- Exercise aim -
Below are some entries; write out each one of them exactly.

Collected data

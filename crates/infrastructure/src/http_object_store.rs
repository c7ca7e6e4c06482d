//! HTTP client against the object store's public read endpoint.

use std::time::Duration;

use async_trait::async_trait;
use portal_application::{FetchedObject, ObjectFetcher, ObjectStoreProbe};
use portal_core::{AppError, AppResult};
use tracing::debug;

/// Per-request deadline for HEAD probes; probes are advisory and must stay
/// cheap next to the overall proxy deadline.
const PROBE_TIMEOUT: Duration = Duration::from_secs(3);

/// Some storage frontends answer 403 to unadorned non-browser agents.
const USER_AGENT: &str = "Mozilla/5.0 (compatible; woreda-portal/0.1)";

/// reqwest-backed probe and fetcher for stored objects.
#[derive(Clone)]
pub struct HttpObjectStore {
    client: reqwest::Client,
}

impl HttpObjectStore {
    /// Creates a store client with a shared connection pool.
    pub fn new() -> AppResult<Self> {
        let client = reqwest::Client::builder()
            .user_agent(USER_AGENT)
            .build()
            .map_err(|error| {
                AppError::Internal(format!("failed to build object store client: {error}"))
            })?;

        Ok(Self { client })
    }
}

#[async_trait]
impl ObjectStoreProbe for HttpObjectStore {
    async fn is_reachable(&self, url: &str) -> AppResult<bool> {
        match self
            .client
            .head(url)
            .timeout(PROBE_TIMEOUT)
            .send()
            .await
        {
            Ok(response) => Ok(response.status().is_success()),
            Err(error) => {
                debug!(url, %error, "head probe failed");
                Ok(false)
            }
        }
    }
}

#[async_trait]
impl ObjectFetcher for HttpObjectStore {
    async fn fetch(&self, url: &str) -> AppResult<FetchedObject> {
        let response = self
            .client
            .get(url)
            .send()
            .await
            .map_err(|error| AppError::Internal(format!("failed to fetch '{url}': {error}")))?;

        if !response.status().is_success() {
            return Err(AppError::NotFound(format!(
                "object store answered {} for '{url}'",
                response.status()
            )));
        }

        let content_type = response
            .headers()
            .get(reqwest::header::CONTENT_TYPE)
            .and_then(|value| value.to_str().ok())
            .map(ToOwned::to_owned);

        let bytes = response.bytes().await.map_err(|error| {
            AppError::Internal(format!("failed to read body of '{url}': {error}"))
        })?;

        Ok(FetchedObject {
            bytes: bytes.to_vec(),
            content_type,
        })
    }
}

- Exercise solution -
filename crates/infrastructure/src/http_object_store.rs
repository c7ca7e6e4c06482d
//! HTTP client against the object store's public read endpoint.

use std::time::Duration;

use async_trait::async_trait;
use portal_application::{FetchedObject, ObjectFetcher, ObjectStoreProbe};
use portal_core::{AppError, AppResult};
use tracing::debug;

/// Per-request deadline for HEAD probes; probes are advisory and must stay
/// cheap next to the overall proxy deadline.
const PROBE_TIMEOUT: Duration = Duration::from_secs(3);

/// Some storage frontends answer 403 to unadorned non-browser agents.
const USER_AGENT: &str = "Mozilla/5.0 (compatible; woreda-portal/0.1)";

/// reqwest-backed probe and fetcher for stored objects.
#[derive(Clone)]
pub struct HttpObjectStore {
    client: reqwest::Client,
}

impl HttpObjectStore {
    /// Creates a store client with a shared connection pool.
    pub fn new() -> AppResult<Self> {
        let client = reqwest::Client::builder()
            .user_agent(USER_AGENT)
            .build()
            .map_err(|error| {
                AppError::Internal(format!("failed to build object store client: {error}"))
            })?;

        Ok(Self { client })
    }
}

#[async_trait]
impl ObjectStoreProbe for HttpObjectStore {
    async fn is_reachable(&self, url: &str) -> AppResult<bool> {
        match self
            .client
            .head(url)
            .timeout(PROBE_TIMEOUT)
            .send()
            .await
        {
            Ok(response) => Ok(response.status().is_success()),
            Err(error) => {
                debug!(url, %error, "head probe failed");
                Ok(false)
            }
        }
    }
}

#[async_trait]
impl ObjectFetcher for HttpObjectStore {
    async fn fetch(&self, url: &str) -> AppResult<FetchedObject> {
        let response = self
            .client
            .get(url)
            .send()
            .await
            .map_err(|error| AppError::Internal(format!("failed to fetch '{url}': {error}")))?;

        if !response.status().is_success() {
            return Err(AppError::NotFound(format!(
                "object store answered {} for '{url}'",
                response.status()
            )));
        }

        let content_type = response
            .headers()
            .get(reqwest::header::CONTENT_TYPE)
            .and_then(|value| value.to_str().ok())
            .map(ToOwned::to_owned);

        let bytes = response.bytes().await.map_err(|error| {
            AppError::Internal(format!("failed to read body of '{url}': {error}"))
        })?;

        Ok(FetchedObject {
            bytes: bytes.to_vec(),
            content_type,
        })
    }
}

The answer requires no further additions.